Science and Tech

45 years have passed since ‘Wow’, the most enigmatic extraterrestrial signal

Archive - 'Wow' Sign Annotation

Archive – ‘Wow’ Sign Annotation – BIG EAR RADIO OBSERVATORY AND NORTH AMERICAN ASTRO

Aug. 16 () –

The story behind the famous alien signal known for the exclamation ‘Wow!’ has a mysterious quality has inspired countless alien encounters in science fiction.

However, its authenticity as coming from an ‘extraterrestrial intelligence’ has been questioned since that night on August 15, 1977 –45 years ago now– at 03:16 UTC, when the astronomer jerry ehman used the large radio telescope at Ohio State University to sweep the skies for signals that might have originated from an extraterrestrial civilization.

That night, Ehman found something. And ever since that night, astronomers have been trying to figure out what it means. Pointing in the direction of three star systems called Chi Sagittarii, in the constellation of Sagittarius, the radio telescope detected a 72-second burst of radio waves, a signal much stronger than background noise. On the observatory’s computer printout, Ehman annotated the record of the explosion with the notation ‘Wow!’

This enthusiasm was not an exaggeration, it was the kind of signal he was looking for, the kind of signal astronomers believe a technologically capable extraterrestrial civilization would produce.

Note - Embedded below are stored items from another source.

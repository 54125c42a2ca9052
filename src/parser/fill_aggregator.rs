//! Groups per-fill rows into per-trade records (spec §4.6). Used by
//! parsers whose source rows are individual exchange fills rather than
//! already-paired trades (Binance; Tradovate Order History has its own
//! pairing rule and does not use this module).

use std::collections::BTreeMap;
use std::time::Duration;

use rust_decimal::Decimal;

use crate::model::{Direction, Trade};

use super::floor_to_bucket;

/// Groups `fills` by `(symbol, direction, floor(entry_time, bucket))` and
/// merges each group into one trade. Returns the merged trades and the
/// number of input fills that were consumed (for the aggregation
/// warning's "N fills into M trades" accounting).
pub fn aggregate_fills(fills: Vec<Trade>, bucket: Duration) -> (Vec<Trade>, usize) {
    let consumed = fills.len();
    let mut groups: BTreeMap<(String, bool, i64), Vec<Trade>> = BTreeMap::new();

    for fill in fills {
        let bucketed = floor_to_bucket(fill.entry_time, bucket);
        let key = (
            fill.symbol.clone(),
            fill.direction == Direction::Short,
            bucketed.and_utc().timestamp(),
        );
        groups.entry(key).or_default().push(fill);
    }

    let merged = groups.into_values().map(merge_group).collect();
    (merged, consumed)
}

fn merge_group(mut group: Vec<Trade>) -> Trade {
    group.sort_by_key(|t| t.entry_time);

    let mut base = group[0].clone();
    let total_qty: Decimal = group.iter().map(|t| t.quantity).sum();
    let weighted_price: Decimal = group.iter().map(|t| t.entry_price * t.quantity).sum::<Decimal>() / total_qty;
    let total_commission: Decimal = group.iter().map(|t| t.commission).sum();

    let closed_leg = group
        .iter()
        .filter(|t| t.exit_time.is_some() && t.exit_price.is_some())
        .max_by_key(|t| t.exit_time);

    base.quantity = total_qty;
    base.entry_price = weighted_price;
    base.entry_time = group.iter().map(|t| t.entry_time).min().unwrap();
    base.commission = total_commission;
    if let Some(closed) = closed_leg {
        base.exit_time = closed.exit_time;
        base.exit_price = closed.exit_price;
        base.status = closed.status;
    }
    base
}

#[cfg(test)]
mod tests {
    use super::*;
    use crate::model::{AssetType, Status};
    use chrono::NaiveDate;
    use rust_decimal_macros::dec;

    fn fill(minute: u32, second: u32, price: Decimal, qty: Decimal) -> Trade {
        Trade {
            id: format!("f{second}"),
            broker_trade_id: None,
            symbol: "BTC/USDT".into(),
            asset_type: AssetType::Crypto,
            direction: Direction::Long,
            status: Status::Open,
            entry_time: NaiveDate::from_ymd_opt(2024, 1, 1)
                .unwrap()
                .and_hms_opt(10, minute, second)
                .unwrap(),
            exit_time: None,
            entry_price: price,
            exit_price: None,
            quantity: qty,
            commission: dec!(0),
            override_pnl: None,
            tags: Default::default(),
            notes: None,
            account_id: None,
            broker_name: None,
            raw_data: None,
        }
    }

    #[test]
    fn scenario_3_binance_aggregation() {
        let fills = vec![
            fill(0, 15, dec!(40000), dec!(0.1)),
            fill(0, 42, dec!(40010), dec!(0.2)),
            fill(0, 51, dec!(40020), dec!(0.3)),
            fill(0, 59, dec!(40030), dec!(0.4)),
        ];
        let (merged, consumed) = aggregate_fills(fills, Duration::from_secs(60));
        assert_eq!(consumed, 4);
        assert_eq!(merged.len(), 1);
        let t = &merged[0];
        assert_eq!(t.quantity, dec!(1.0));
        assert_eq!(t.entry_price, dec!(40020));
        assert_eq!(t.entry_time.format("%H:%M:%S").to_string(), "10:00:15");
    }

    #[test]
    fn conserves_quantity_and_commission() {
        let mut fills = vec![fill(0, 1, dec!(10), dec!(1)), fill(0, 2, dec!(20), dec!(2))];
        fills[0].commission = dec!(0.5);
        fills[1].commission = dec!(1.5);
        let total_qty_before: Decimal = fills.iter().map(|f| f.quantity).sum();
        let total_comm_before: Decimal = fills.iter().map(|f| f.commission).sum();
        let (merged, _) = aggregate_fills(fills, Duration::from_secs(60));
        let total_qty_after: Decimal = merged.iter().map(|t| t.quantity).sum();
        let total_comm_after: Decimal = merged.iter().map(|t| t.commission).sum();
        assert_eq!(total_qty_before, total_qty_after);
        assert_eq!(total_comm_before, total_comm_after);
    }

    #[test]
    fn separate_buckets_stay_separate() {
        let fills = vec![fill(0, 1, dec!(10), dec!(1)), fill(2, 1, dec!(20), dec!(1))];
        let (merged, _) = aggregate_fills(fills, Duration::from_secs(60));
        assert_eq!(merged.len(), 2);
    }
}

The print of ‘Big Ear’, the nickname for the Ohio State University radio telescope, contains a bunch of seemingly random numbers and letters, but Ehman outlined a cluster of digits “6EQUJ5” with other circles around it with a red pen. to a “6” and “7” in separate columns. This particular code first uses the numbers 1-9 and then the alphabet from AZ to denote signal strength. As the burst suggests, the signal strength reached “6” and then burst through the letters reaching a peak of “U” before returning back up the numerical scale to “5.” There was then a slight ripple out of the main signal (circled “6” and “7”).

However, since that day in 1977, a detection of a signal from that fortress has not been repeated. Even after the SETI Institute was founded in 1984, and countless efforts were made to find another similar radio signal burst, astronomers have been faced with silence in the cosmos; a problem that has only served to intensify the discomfort of the Fermi Paradox.

Skeptical that the signal originated from some distant advanced civilization, Ehman himself recently stated that it might be related to a mysterious FRB burst (Fast Radio Burst). Astronomer Antonio Paris, from the St. Petersburg College in Florida, maintains that the origin of the signal could be an uncatalogued comet.